When ICE President Rick Smilow and Anne E. McBride wrote "Culinary Careers: How to Get Your Dream Job in Food," they discovered a plethora of food jobs they had never heard of before. Since the book's release, they have been discovering even more interesting career paths in the food world. DICED shares some of them with you in a reoccurring feature, “Unique Culinary Careers.”

Many of today’s most notable chefs are writing cookbooks, often with the help of a good food writer. In addition to his work for publications such as The New York Times, Men’s Vogue, Gourmet, Saveur, Bon Appétit and Food & Wine, JJ Goode works with some of these chefs turning their professional dishes into easy-to-read books.

He co-authored "Morimoto: The New Art of Japanese Cooking" (DK, 2007) with renowned chef Masaharu Morimoto. The book was nominated for a James Beard Award and won two IACP Awards. He also co-authored "Serious Barbecue" (Hyperion, 2009) with Adam Perry Lang, which made The New York Times Best Sellers list and was featured on Oprah.

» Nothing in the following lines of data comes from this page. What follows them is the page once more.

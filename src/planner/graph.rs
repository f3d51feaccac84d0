//! Dependency graph over one planning batch.
//!
//! Nodes are index handles into the caller's priority-ordered item slice, so
//! index order doubles as priority order. Edges point from a blocked item to
//! its blocker and only exist when both ends are in the batch; blockers that
//! are done or belong elsewhere impose nothing.
//!
//! Cycles are found with a DFS that tracks the recursion stack. Each one is
//! reported on every member and broken by dropping the edge picked by the
//! `CycleBreakPolicy`; detection reruns until the graph is acyclic.

use std::cmp::Reverse;
use std::collections::{BTreeSet, BinaryHeap, HashMap};

use crate::domain::{PlanningWarning, WarningKind};
use crate::planner::policy::{CycleBreakPolicy, CycleEdge};

/// One item as the graph sees it
#[derive(Debug, Clone, Copy)]
pub struct GraphNode<'a> {
    pub key: &'a str,
    pub score: f64,
    pub blocked_by: &'a [String],
}

#[derive(Debug, Clone, Copy, PartialEq, Eq)]
enum Mark {
    Unvisited,
    OnStack,
    Done,
}

#[derive(Debug, Clone, Default)]
pub struct DependencyGraph {
    /// blockers[i]: items i waits for, ascending
    blockers: Vec<Vec<usize>>,
    order: Vec<usize>,
    dropped: Vec<(usize, usize)>,
}

impl DependencyGraph {
    /// Build an acyclic graph, appending a CIRCULAR_DEPENDENCY warning for
    /// every item found on a cycle.
    pub fn build(
        nodes: &[GraphNode<'_>],
        policy: &dyn CycleBreakPolicy,
        warnings: &mut Vec<PlanningWarning>,
    ) -> Self {
        let index: HashMap<&str, usize> = nodes.iter().enumerate().map(|(i, n)| (n.key, i)).collect();

        let mut blockers: Vec<Vec<usize>> = nodes
            .iter()
            .map(|node| {
                let set: BTreeSet<usize> = node
                    .blocked_by
                    .iter()
                    .filter_map(|key| index.get(key.as_str()).copied())
                    .collect();
                set.into_iter().collect()
            })
            .collect();

        let mut dropped = Vec::new();
        let mut warned = BTreeSet::new();

        while let Some(cycle) = find_cycle(&blockers) {
            let edges: Vec<(usize, usize)> = cycle
                .iter()
                .enumerate()
                .map(|(pos, &from)| (from, cycle[(pos + 1) % cycle.len()]))
                .collect();
            let views: Vec<CycleEdge<'_>> = edges
                .iter()
                .map(|&(from, to)| CycleEdge {
                    from_key: nodes[from].key,
                    from_score: nodes[from].score,
                    to_key: nodes[to].key,
                })
                .collect();
            let chosen = policy.choose(&views).min(edges.len() - 1);
            let (from, to) = edges[chosen];

            let path = cycle
                .iter()
                .chain(cycle.first())
                .map(|&i| nodes[i].key)
                .collect::<Vec<_>>()
                .join(" -> ");
            tracing::debug!(cycle = %path, from = nodes[from].key, to = nodes[to].key, "Breaking dependency cycle");

            for &member in &cycle {
                if warned.insert(member) {
                    warnings.push(PlanningWarning::new(
                        nodes[member].key,
                        WarningKind::CircularDependency,
                        format!(
                            "dependency cycle {}; ignoring {} blocked by {}",
                            path, nodes[from].key, nodes[to].key
                        ),
                    ));
                }
            }

            blockers[from].retain(|&b| b != to);
            dropped.push((from, to));
        }

        let order = topological_order(&blockers);
        Self {
            blockers,
            order,
            dropped,
        }
    }

    pub fn len(&self) -> usize {
        self.blockers.len()
    }

    pub fn is_empty(&self) -> bool {
        self.blockers.is_empty()
    }

    /// In-batch blockers of `idx` that survived cycle breaking
    pub fn blockers(&self, idx: usize) -> &[usize] {
        &self.blockers[idx]
    }

    /// True when nothing in the batch blocks `idx`
    pub fn can_start(&self, idx: usize) -> bool {
        self.blockers[idx].is_empty()
    }

    /// Blockers before the items they block; among ready items the lowest
    /// index (highest priority) goes first.
    pub fn topological_order(&self) -> &[usize] {
        &self.order
    }

    /// Edges removed to break cycles, as `(blocked, blocker)`
    pub fn dropped_edges(&self) -> &[(usize, usize)] {
        &self.dropped
    }
}

/// Returns the nodes of one cycle in edge order, if any exists.
fn find_cycle(blockers: &[Vec<usize>]) -> Option<Vec<usize>> {
    let mut marks = vec![Mark::Unvisited; blockers.len()];

    for start in 0..blockers.len() {
        if marks[start] != Mark::Unvisited {
            continue;
        }

        // (node, next edge to explore)
        let mut stack: Vec<(usize, usize)> = vec![(start, 0)];
        marks[start] = Mark::OnStack;

        while let Some(top) = stack.last_mut() {
            let node = top.0;
            if let Some(&target) = blockers[node].get(top.1) {
                top.1 += 1;
                match marks[target] {
                    Mark::OnStack => {
                        let pos = stack.iter().position(|&(n, _)| n == target).unwrap_or(0);
                        return Some(stack[pos..].iter().map(|&(n, _)| n).collect());
                    }
                    Mark::Unvisited => {
                        marks[target] = Mark::OnStack;
                        stack.push((target, 0));
                    }
                    Mark::Done => {}
                }
            } else {
                marks[node] = Mark::Done;
                stack.pop();
            }
        }
    }

    None
}

/// Kahn's algorithm with a min-heap on the index.
fn topological_order(blockers: &[Vec<usize>]) -> Vec<usize> {
    let mut pending: Vec<usize> = blockers.iter().map(Vec::len).collect();
    let mut dependents: Vec<Vec<usize>> = vec![Vec::new(); blockers.len()];
    for (node, list) in blockers.iter().enumerate() {
        for &blocker in list {
            dependents[blocker].push(node);
        }
    }

    let mut ready: BinaryHeap<Reverse<usize>> = pending
        .iter()
        .enumerate()
        .filter(|(_, count)| **count == 0)
        .map(|(i, _)| Reverse(i))
        .collect();

    let mut order = Vec::with_capacity(blockers.len());
    while let Some(Reverse(node)) = ready.pop() {
        order.push(node);
        for &dependent in &dependents[node] {
            pending[dependent] -= 1;
            if pending[dependent] == 0 {
                ready.push(Reverse(dependent));
            }
        }
    }
    order
}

Now, he is working on more books with chefs such as April Bloomfield of The Spotted Pig and The Breslin, Zak Pelaccio of Fatty Crab and Fatty Cue, and Aaron Sanchez of Food Network fame. His book with Roberto Santibanez of Fonda comes out this April. We talked to him about his job, his career path and how he ended up writing books with world-class chefs without ever having gone to culinary school.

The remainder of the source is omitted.